Die Preise liegen zwischen 100 und 200 Euro.

Coworking hat sich in den letzten 10-15 Jahren rasant entwickelt, zunächst in San Francisco, Wien und London. Mittlerweile existieren weltweit über 4000 dieser Arbeits-Communities mit rund 200 000 Plätzen, in Deutschland gibt es über 200 Coworking-Spaces. Vor allem in größeren Städten.
Ein Grund: viele Firmen haben ihre IT-Abteilungen outgesourct, junge Selbständige und Freelancer schätzen die Kombination aus Freiheit und Gemeinschaft.
Ein Coworkingspace bietet in der Regel freies WLAN und einen Arbeitsplatz, der oft flexibel wählbar ist.
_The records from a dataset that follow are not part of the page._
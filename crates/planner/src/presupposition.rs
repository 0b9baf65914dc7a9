use cadence_protocol::{
    Collaborator, CompileWarning, GoalAction, HistoryLookupKind, HistoryQuery, HistoryStore,
    Particle, PlanEffect, Segment, SegmentContent, SegmentId, StepEffect,
};
use serde::{Deserialize, Serialize};

use crate::config::DiscourseConfig;

/// A presupposition particle attached to a segment ("brighten it *again*").
#[derive(Debug, Clone, PartialEq, Eq, Serialize, Deserialize)]
pub struct ParticleMark {
    pub segment: SegmentId,
    /// Surface word; looked up in the particle table unless `particle` is set.
    #[serde(default)]
    pub word: Option<String>,
    #[serde(default)]
    pub particle: Option<Particle>,
}

impl ParticleMark {
    pub fn new(segment: impl Into<SegmentId>, particle: Particle) -> Self {
        Self {
            segment: segment.into(),
            word: None,
            particle: Some(particle),
        }
    }

    pub fn word(segment: impl Into<SegmentId>, word: impl Into<String>) -> Self {
        Self {
            segment: segment.into(),
            word: Some(word.into()),
            particle: None,
        }
    }

    pub fn resolve_particle(&self, config: &DiscourseConfig) -> Option<Particle> {
        self.particle
            .or_else(|| self.word.as_deref().and_then(|w| config.particle(w)))
    }
}

/// History lookup a particle needs, if any.
pub fn lookup_kind(particle: Particle) -> Option<HistoryLookupKind> {
    match particle {
        Particle::Again | Particle::Even => Some(HistoryLookupKind::PriorEdit),
        Particle::Back => Some(HistoryLookupKind::PriorState),
        Particle::Already => Some(HistoryLookupKind::CompletedEdit),
        Particle::Still | Particle::NoLonger | Particle::Yet => None,
    }
}

/// Turns particles into step effects, asking history where it must.
pub struct PresuppositionResolver<'a> {
    history: &'a dyn HistoryStore,
}

impl<'a> PresuppositionResolver<'a> {
    pub fn new(history: &'a dyn HistoryStore) -> Self {
        Self { history }
    }

    /// Effect of `particle` on the step compiled from `segment`. At most one
    /// history call; a miss yields `NoOp` and a warning.
    pub fn resolve(
        &self,
        particle: Particle,
        segment: &Segment,
        step: &str,
        warnings: &mut Vec<CompileWarning>,
    ) -> StepEffect {
        let effect = match lookup_kind(particle) {
            None => match particle {
                Particle::Still => PlanEffect::VerifyCurrentState,
                _ => PlanEffect::NoOp,
            },
            Some(kind) => {
                let query = history_query(segment);
                match self.history.find_prior(kind, &query) {
                    Some(record) => {
                        log::debug!(
                            "'{}' on {} matched history record {}",
                            particle.as_str(),
                            segment.id,
                            record.id
                        );
                        let record_id = record.id;
                        match particle {
                            Particle::Again => PlanEffect::RepeatPriorEdit { record_id },
                            Particle::Back => PlanEffect::UndoToPriorState { record_id },
                            Particle::Already => PlanEffect::SkipIfDone { record_id },
                            Particle::Even => PlanEffect::AmplifyExisting { record_id },
                            Particle::Still | Particle::NoLonger | Particle::Yet => PlanEffect::NoOp,
                        }
                    }
                    None => {
                        log::warn!(
                            "No prior {} found for '{}' on {}; treating as no-op",
                            query.action,
                            particle.as_str(),
                            segment.id
                        );
                        warnings.push(CompileWarning::LookupMiss {
                            collaborator: Collaborator::History,
                            reference: format!("{} {}", particle.as_str(), query.action),
                            fallback: "no_op".into(),
                        });
                        PlanEffect::NoOp
                    }
                }
            }
        };

        StepEffect {
            step: step.to_string(),
            particle,
            effect,
        }
    }
}

fn history_query(segment: &Segment) -> HistoryQuery {
    let (action, target, params) = match &segment.content {
        SegmentContent::Goal(goal) => {
            let params = match &goal.action {
                GoalAction::Operation { params, .. } => params.clone(),
                _ => serde_json::Value::Null,
            };
            (goal.action_key(), goal.target.clone(), params)
        }
        // commands share the operation key space with operation goals
        SegmentContent::Command(cmd) => (
            format!("operation:{}", cmd.verb),
            cmd.target.clone(),
            cmd.params.clone(),
        ),
        other => (other.kind().as_str().to_string(), None, serde_json::Value::Null),
    };
    HistoryQuery {
        segment: segment.id.clone(),
        action,
        target,
        params,
    }
}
Das ist deutlich günstiger, als eigene Büroräume anzumieten.
Wichtig ist aber auch der gemeinsame Austausch untereinander, der bei der Arbeit im Homeoffice fehlt.
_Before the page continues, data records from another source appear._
#[cfg(test)]
mod tests {
    use super::*;
    use pretty_assertions::assert_eq;
    use proptest::prelude::*;

    fn ids(n: usize) -> Vec<String> {
        (0..n).map(|i| format!("step-{i}")).collect()
    }

    fn edge(before: usize, after: usize, label: &str) -> OrderingEdge {
        OrderingEdge {
            before,
            after,
            label: label.to_string(),
        }
    }

    #[test]
    fn chain_is_fully_sequential() {
        let ids = ids(3);
        let schedule = SequencingEngine::new(&ids)
            .schedule(&[0, 1, 2], &[edge(0, 1, "a"), edge(1, 2, "b")], &[])
            .unwrap();
        assert_eq!(schedule.groups, vec![vec![0], vec![1], vec![2]]);
        assert!(!schedule.has_parallel_group());
    }

    #[test]
    fn unconstrained_steps_share_one_group() {
        let ids = ids(3);
        let schedule = SequencingEngine::new(&ids)
            .schedule(&[0, 1, 2], &[], &[])
            .unwrap();
        assert_eq!(schedule.groups, vec![vec![0, 1, 2]]);
    }

    #[test]
    fn explicit_constraint_reorders_against_utterance_order() {
        let ids = ids(3);
        // "do 2 before 0"
        let schedule = SequencingEngine::new(&ids)
            .schedule(&[0, 1, 2], &[edge(2, 0, "c1")], &[])
            .unwrap();
        assert_eq!(schedule.groups, vec![vec![1, 2], vec![0]]);
        assert_eq!(schedule.dependencies[&0], BTreeSet::from([2]));
    }

    #[test]
    fn opposing_constraints_are_reported_by_name() {
        let ids = ids(2);
        let err = SequencingEngine::new(&ids)
            .schedule(
                &[0, 1],
                &[edge(0, 1, "a before b"), edge(1, 0, "b before a")],
                &[],
            )
            .unwrap_err();
        assert_eq!(
            err,
            StructuralError::ConflictingSequence {
                constraints: vec!["a before b".into(), "b before a".into()],
                steps: vec!["step-0".into(), "step-1".into()],
            }
        );
    }

    #[test]
    fn simultaneity_joins_groups() {
        let ids = ids(3);
        // 0 then 1, while 2
        let schedule = SequencingEngine::new(&ids)
            .schedule(
                &[0, 1, 2],
                &[edge(0, 1, "then")],
                &[Simultaneity {
                    a: 1,
                    b: 2,
                    label: "while".into(),
                }],
            )
            .unwrap();
        assert_eq!(schedule.groups, vec![vec![0], vec![1, 2]]);
    }

    #[test]
    fn simultaneity_between_ordered_steps_conflicts() {
        let ids = ids(3);
        let err = SequencingEngine::new(&ids)
            .schedule(
                &[0, 1, 2],
                &[edge(0, 1, "then-1"), edge(1, 2, "then-2")],
                &[Simultaneity {
                    a: 2,
                    b: 0,
                    label: "while".into(),
                }],
            )
            .unwrap_err();
        assert_eq!(
            err,
            StructuralError::ConflictingSequence {
                constraints: vec!["while".into(), "then-1".into(), "then-2".into()],
                steps: vec!["step-2".into(), "step-0".into()],
            }
        );
    }

    #[test]
    fn edges_to_inactive_steps_are_rejected() {
        let ids = ids(3);
        let err = SequencingEngine::new(&ids)
            .schedule(&[0, 1], &[edge(0, 2, "x")], &[])
            .unwrap_err();
        assert_eq!(err, StructuralError::UnknownStep("step-2".into()));
    }

    fn dag() -> impl Strategy<Value = (usize, Vec<usize>, Vec<(usize, usize)>)> {
        (2usize..12).prop_flat_map(|n| {
            let perm = Just((0..n).collect::<Vec<_>>()).prop_shuffle();
            let pairs = proptest::collection::vec((0..n, 0..n), 0..(n * 2));
            (Just(n), perm, pairs)
        })
        .prop_map(|(n, perm, pairs)| {
            // orient every pair along a hidden permutation so the graph is acyclic
            let edges = pairs
                .into_iter()
                .filter(|(a, b)| a != b)
                .map(|(a, b)| {
                    let (pa, pb) = (perm[a], perm[b]);
                    if pa < pb {
                        (a, b)
                    } else {
                        (b, a)
                    }
                })
                .collect();
            (n, perm, edges)
        })
    }

    proptest! {
        #[test]
        fn acyclic_input_schedules_every_step_respecting_edges((n, _perm, pairs) in dag()) {
            let ids = ids(n);
            let active: Vec<usize> = (0..n).collect();
            let edges: Vec<OrderingEdge> = pairs
                .iter()
                .enumerate()
                .map(|(i, &(a, b))| edge(a, b, &format!("e{i}")))
                .collect();
            let schedule = SequencingEngine::new(&ids).schedule(&active, &edges, &[]).unwrap();

            let mut seen = schedule.flatten();
            seen.sort_unstable();
            prop_assert_eq!(seen, active);
            for e in &edges {
                prop_assert!(schedule.group_of(e.before) < schedule.group_of(e.after));
            }
        }

        #[test]
        fn back_edge_always_conflicts(n in 2usize..10) {
            let ids = ids(n);
            let active: Vec<usize> = (0..n).collect();
            let mut edges: Vec<OrderingEdge> =
                (0..n - 1).map(|i| edge(i, i + 1, &format!("e{i}"))).collect();
            edges.push(edge(n - 1, 0, "back"));
            let is_conflict = matches!(
                SequencingEngine::new(&ids).schedule(&active, &edges, &[]),
                Err(StructuralError::ConflictingSequence { .. })
            );
            prop_assert!(is_conflict);
        }
    }

    #[test]
    fn simultaneity_marks_merge_transitively() {
        let marks = vec![
            Simultaneity { a: 3, b: 1, label: "while".into() },
            Simultaneity { a: 1, b: 4, label: "meanwhile".into() },
            Simultaneity { a: 0, b: 2, label: "at the same time".into() },
        ];
        assert_eq!(
            simultaneity_classes(&[0, 1, 2, 3, 4, 5], &marks),
            vec![vec![0, 2], vec![1, 3, 4]]
        );
    }
}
Gegenüber dem eher sterilen Büro wirkt ein Coworking-Arbeitsplatz wie eine Mischung aus Café, Wohngemeinschaft und Spielplatz für Erwachsene. Das CO21 bildet da keine Ausnahme. Anstelle des typischen Counters im Eingangsbereich ist ein Sitzrunde geplant, Gründer Christoph Schlee wünscht sich „Lagerfeuer-Atmosphäre“.

Der Fernsehjournalist, Jobcoach und Deutschdozent hat die Coworking-Idee während der „Schauzeit“ in Rheydt für sich entdeckt. Eigentlich wollte er einen kleinen innovativen Bildungsträger gründen, das Coworking hält er nun für die „coolere“ Variante.
CO21 wird durch die Wirtschaftsförderung WFMG und die Existenzgründerberatung „Get up – Start up!“ der Hochschule Niederrhein unterstützt – nicht materiell, aber durch Flüsterpropaganda: Absolventen und Gründer sind eine wichtige Zielgruppe.
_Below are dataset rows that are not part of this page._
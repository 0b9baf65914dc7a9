//! # Cadence Planner
//!
//! Compiles one utterance's segments and discourse links into a validated
//! [`cadence_protocol::ExecutionPlan`].
//!
//! ## Architecture
//!
//! ```text
//! CompileRequest
//!     │
//!     ├──> RelationGraphBuilder      (cycles, root, discourse type)
//!     ├──> RelationMapper            (cue readings -> CompositionOperator)
//!     ├──> steps                     (action / validation / condition)
//!     ├──> ordering
//!     │      ├─ one operator kind  -> PlanComposer
//!     │      └─ mixed or explicit  -> SequencingEngine (Kahn + groups)
//!     ├──> FocusResolver             (scope + implicit preserve constraints)
//!     ├──> PresuppositionResolver    (particles -> step effects, via HistoryStore)
//!     ├──> rollback::analyze         (replaced plans -> RollbackRequirement)
//!     └──> ConflictDetector / ConstraintVerifier
//!
//! CompileOutcome { plan, conflicts, report, warnings, ... }
//! ```
//!
//! Relation semantics, cue words, focus and particle vocabularies live in
//! [`DiscourseConfig`]; the builtin table ships in `config/discourse.json`
//! and can be overlaid from JSON or TOML.

mod compiler;
mod composer;
mod config;
mod error;
mod focus;
mod mapper;
mod presupposition;
pub mod rollback;
mod sequencing;

pub use compiler::{CompileOutcome, CompileRequest, PlanCompiler};
pub use composer::{Composition, PlanComposer};
pub use config::{normalize_cue, ArgumentRule, CueReading, DiscourseConfig, FocusDefaults, RelationProfile};
pub use error::{PlannerError, Result, RollbackError, StructuralError};
pub use focus::{is_implicit_id, FocusDirective, FocusResolution, FocusResolver, IMPLICIT_ID_PREFIX};
pub use mapper::{Mapping, RelationMapper};
pub use presupposition::{lookup_kind, ParticleMark, PresuppositionResolver};
pub use rollback::ReplacementTarget;
pub use sequencing::{
    OrderingEdge, Schedule, SequencingConstraint, SequencingEngine, SequencingKind, Simultaneity,
};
Stadt und Hochschule haben ein starkes Interesse, Hochschulabsolventen in der Stadt anzusiedeln. Noch verlassen zu viele hier ausgebildete Talente die Stadt, so Professor Claus Brell, Wirtschaftsinformatiker der HS Niederrhein, der Entrepreneurship zu einem wichtigen Bestandteil seiner Lehrveranstaltungen gemacht hat.
Trotz der Wertschätzung des Coworkings durch die kommunalen Institutionen wird es bislang nur selten finanziell von der öffentlichen Hand gefördert. Es gründet sich auf privater Initiative, die mit einem Einnahmenmix kalkuliert: Vermietung der Arbeitsplätze, Raumvermietungen und Events.

SAM_0119 (800x604)CO21 kann mit seinen 7 Räumen auf 260 Quadratmetern in der Hindenburgstraße nur existieren, da der Vermieter des Objekts gegenüber dem Minto bis Ende 2018 erst einmal abwarten will, wie sich die Dinge entwickeln.
Durch den Übergangszeitraum, der für viele Mieter nicht attraktiv ist, kommt das Coworking ins Spiel.
Geplant sind in den Räumen Vorträge für Existenzgründer, zum Beispiel ein „Niederrhein-Pitch“ und so genannte „Fuck-up Nights“, in denen erfolgreiche Unternehmer von ihren Pannen und Fehlern berichten.

Christoph Schlee betont, dass die Coworking-Mieter von ihm aktiv in Vermarktung und Kontaktpflege unterstützt werden. Der gelernte Öffentlichkeitsarbeiter, der im CO21 auch mit seiner eigenen Filmproduktion eingezogen ist, will Existenzgründer in Mönchengladbach und Umgebung mit Filmclips präsentieren – in Kooperation mit der Hochschule Niederrhein.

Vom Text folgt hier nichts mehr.